[Source records]

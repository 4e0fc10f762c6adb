//! Cursor based byte stream parser for metadata blobs and IL streams.
//!
//! [`crate::file::parser::Parser`] wraps a byte slice together with a read position. Besides the
//! primitive little-endian reads it understands the compressed integer encodings of ECMA-335
//! II.23.2, which are used by signature blobs, Portable PDB sequence point blobs and document
//! names.
//!
//! # Examples
//!
//! ```rust
//! use pdbcompare::file::parser::Parser;
//!
//! let data = [0x03, 0x80, 0x80, 0x7B];
//! let mut parser = Parser::new(&data);
//!
//! assert_eq!(parser.read_compressed_uint()?, 3);
//! assert_eq!(parser.read_compressed_uint()?, 0x80);
//! assert_eq!(parser.read_compressed_int()?, -3);
//! assert!(!parser.has_more_data());
//! # Ok::<(), pdbcompare::Error>(())
//! ```

use crate::{
    file::io::{read_le_at, CilIO},
    metadata::token::Token,
    Result,
};

/// A generic binary data parser for reading CIL bytecode and metadata structures.
///
/// All reads are bounds checked and advance the internal position on success.
pub struct Parser<'a> {
    data: &'a [u8],
    position: usize,
}

impl<'a> Parser<'a> {
    /// Create a new `Parser` positioned at the start of `data`.
    #[must_use]
    pub fn new(data: &'a [u8]) -> Self {
        Parser { data, position: 0 }
    }

    /// Total length of the underlying buffer.
    #[must_use]
    pub fn len(&self) -> usize {
        self.data.len()
    }

    /// Returns true if the underlying buffer is empty.
    #[must_use]
    pub fn is_empty(&self) -> bool {
        self.data.is_empty()
    }

    /// Returns true as long as the position has not reached the end of the buffer.
    #[must_use]
    pub fn has_more_data(&self) -> bool {
        self.position < self.data.len()
    }

    /// Number of bytes left to read.
    #[must_use]
    pub fn remaining(&self) -> usize {
        self.data.len().saturating_sub(self.position)
    }

    /// Move the position to `pos`.
    ///
    /// # Errors
    /// Returns [`crate::Error::OutOfBounds`] if `pos` is past the end of the buffer.
    pub fn seek(&mut self, pos: usize) -> Result<()> {
        if pos > self.data.len() {
            return Err(out_of_bounds_error!());
        }

        self.position = pos;
        Ok(())
    }

    /// Move the position forward by one byte.
    ///
    /// # Errors
    /// Returns [`crate::Error::OutOfBounds`] if the end of the buffer has been reached.
    pub fn advance(&mut self) -> Result<()> {
        self.advance_by(1)
    }

    /// Move the position forward by `step` bytes.
    ///
    /// # Errors
    /// Returns [`crate::Error::OutOfBounds`] if this would move past the end of the buffer.
    pub fn advance_by(&mut self, step: usize) -> Result<()> {
        self.position = self.calc_end_position(step)?;
        Ok(())
    }

    /// Current read position.
    #[must_use]
    pub fn pos(&self) -> usize {
        self.position
    }

    /// The complete underlying buffer.
    #[must_use]
    pub fn data(&self) -> &'a [u8] {
        self.data
    }

    /// Read the byte at the current position without advancing.
    ///
    /// # Errors
    /// Returns [`crate::Error::OutOfBounds`] if the end of the buffer has been reached.
    pub fn peek_byte(&self) -> Result<u8> {
        match self.data.get(self.position) {
            Some(byte) => Ok(*byte),
            None => Err(out_of_bounds_error!()),
        }
    }

    /// Read a value of type `T` in little-endian byte order.
    ///
    /// # Errors
    /// Returns [`crate::Error::OutOfBounds`] if there are insufficient bytes.
    pub fn read_le<T: CilIO>(&mut self) -> Result<T> {
        read_le_at::<T>(self.data, &mut self.position)
    }

    /// Read `length` raw bytes.
    ///
    /// # Errors
    /// Returns [`crate::Error::OutOfBounds`] if there are insufficient bytes.
    pub fn read_bytes(&mut self, length: usize) -> Result<&'a [u8]> {
        let end = self.calc_end_position(length)?;
        let bytes = &self.data[self.position..end];
        self.position = end;
        Ok(bytes)
    }

    /// Read a compressed unsigned integer (ECMA-335 II.23.2).
    ///
    /// # Errors
    /// Returns [`crate::Error::OutOfBounds`] on truncated input, or [`crate::Error::Malformed`]
    /// if the lead byte does not start a valid encoding.
    pub fn read_compressed_uint(&mut self) -> Result<u32> {
        let first_byte = self.read_le::<u8>()?;

        // 1-byte encoding: 0xxxxxxx
        if (first_byte & 0x80) == 0 {
            return Ok(u32::from(first_byte));
        }

        // 2-byte encoding: 10xxxxxx xxxxxxxx
        if (first_byte & 0xC0) == 0x80 {
            let second_byte = self.read_le::<u8>()?;
            let value = ((u32::from(first_byte) & 0x3F) << 8) | u32::from(second_byte);
            return Ok(value);
        }

        // 4-byte encoding: 110xxxxx xxxxxxxx xxxxxxxx xxxxxxxx
        if (first_byte & 0xE0) == 0xC0 {
            let b1 = u32::from(self.read_le::<u8>()?);
            let b2 = u32::from(self.read_le::<u8>()?);
            let b3 = u32::from(self.read_le::<u8>()?);
            let value = ((u32::from(first_byte) & 0x1F) << 24) | (b1 << 16) | (b2 << 8) | b3;
            return Ok(value);
        }

        Err(malformed_error!("Invalid compressed uint - {}", first_byte))
    }

    /// Read a compressed signed integer (ECMA-335 II.23.2).
    ///
    /// The value is stored rotated left by one bit inside the 7, 14 or 29 bit payload of the
    /// unsigned encoding, with the sign in the lowest bit.
    ///
    /// # Errors
    /// Same conditions as [`Parser::read_compressed_uint`].
    pub fn read_compressed_int(&mut self) -> Result<i32> {
        let start = self.position;
        let unsigned = self.read_compressed_uint()?;
        let encoded_len = self.position - start;

        #[allow(clippy::cast_possible_wrap)]
        let magnitude = (unsigned >> 1) as i32;
        if unsigned & 1 == 0 {
            return Ok(magnitude);
        }

        let bias = match encoded_len {
            1 => 0x40,
            2 => 0x2000,
            _ => 0x1000_0000,
        };

        Ok(magnitude - bias)
    }

    /// Read a compressed `TypeDefOrRefOrSpecEncoded` token (ECMA-335 II.23.2.8).
    ///
    /// # Errors
    /// Returns [`crate::Error::Malformed`] if the tag bits do not name a valid table.
    pub fn read_compressed_token(&mut self) -> Result<Token> {
        let compressed_token = self.read_compressed_uint()?;

        let table: u32 = match compressed_token & 0x3 {
            0x0 => 0x0200_0000, // TypeDef
            0x1 => 0x0100_0000, // TypeRef
            0x2 => 0x1B00_0000, // TypeSpec
            _ => {
                return Err(malformed_error!(
                    "Invalid compressed token - {}",
                    compressed_token
                ))
            }
        };

        Ok(Token::new(table | (compressed_token >> 2)))
    }

    fn calc_end_position(&self, length: usize) -> Result<usize> {
        let end = self
            .position
            .checked_add(length)
            .ok_or(out_of_bounds_error!())?;

        if end > self.data.len() {
            return Err(out_of_bounds_error!());
        }

        Ok(end)
    }
}

#[cfg(test)]
mod tests {
    use super::*;
    use crate::Error;

    #[test]
    fn test_read_compressed_uint() {
        let test_cases = vec![
            (vec![0x03], 3),                             // 1-byte format
            (vec![0x7F], 0x7F),                          // 1-byte format, max value
            (vec![0x80, 0x80], 0x80),                    // 2-byte format, min value
            (vec![0xBF, 0xFF], 0x3FFF),                  // 2-byte format, max value
            (vec![0xC0, 0x00, 0x40, 0x00], 0x4000),      // 4-byte format
            (vec![0xDF, 0xFF, 0xFF, 0xFF], 0x1FFF_FFFF), // 4-byte format, max value
        ];

        for (input, expected) in test_cases {
            let mut parser = Parser::new(&input);
            let result = parser.read_compressed_uint().unwrap();
            assert_eq!(result, expected);
        }

        let mut parser = Parser::new(&[]);
        assert!(matches!(
            parser.read_compressed_uint(),
            Err(Error::OutOfBounds { .. })
        ));

        let mut parser = Parser::new(&[0xFF]);
        assert!(matches!(
            parser.read_compressed_uint(),
            Err(Error::Malformed { .. })
        ));
    }

    #[test]
    fn test_read_compressed_int() {
        let test_cases: Vec<(Vec<u8>, i32)> = vec![
            (vec![0x06], 3),
            (vec![0x7B], -3),
            (vec![0x80, 0x80], 64),
            (vec![0x01], -64),
            (vec![0xC0, 0x00, 0x40, 0x00], 8192),
            (vec![0x80, 0x01], -8192),
            (vec![0xDF, 0xFF, 0xFF, 0xFE], 268_435_455),
            (vec![0xC0, 0x00, 0x00, 0x01], -268_435_456),
        ];

        for (input, expected) in test_cases {
            let mut parser = Parser::new(&input);
            assert_eq!(parser.read_compressed_int().unwrap(), expected, "{input:02x?}");
            assert!(!parser.has_more_data());
        }
    }

    #[test]
    fn test_read_compressed_token() {
        let mut parser = Parser::new(&[0x49]);
        assert_eq!(parser.read_compressed_token().unwrap().value(), 0x0100_0012);

        let mut parser = Parser::new(&[0x0A]);
        assert_eq!(parser.read_compressed_token().unwrap().value(), 0x1B00_0002);

        let mut parser = Parser::new(&[0x03]);
        assert!(parser.read_compressed_token().is_err());
    }

    #[test]
    fn test_navigation() {
        let data = [1u8, 2, 3, 4];
        let mut parser = Parser::new(&data);
        assert_eq!(parser.len(), 4);
        assert_eq!(parser.peek_byte().unwrap(), 1);
        parser.advance().unwrap();
        assert_eq!(parser.read_bytes(2).unwrap(), &[2, 3]);
        assert_eq!(parser.remaining(), 1);
        assert!(parser.advance_by(2).is_err());
        assert_eq!(parser.pos(), 3);
        parser.seek(4).unwrap();
        assert!(!parser.has_more_data());
        assert!(parser.peek_byte().is_err());
        assert!(parser.seek(5).is_err());
    }
}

--- Your goal ---
Each line of the data that contains "remaining" should be counted; please give only the number.

--- Answer to the problem ---
2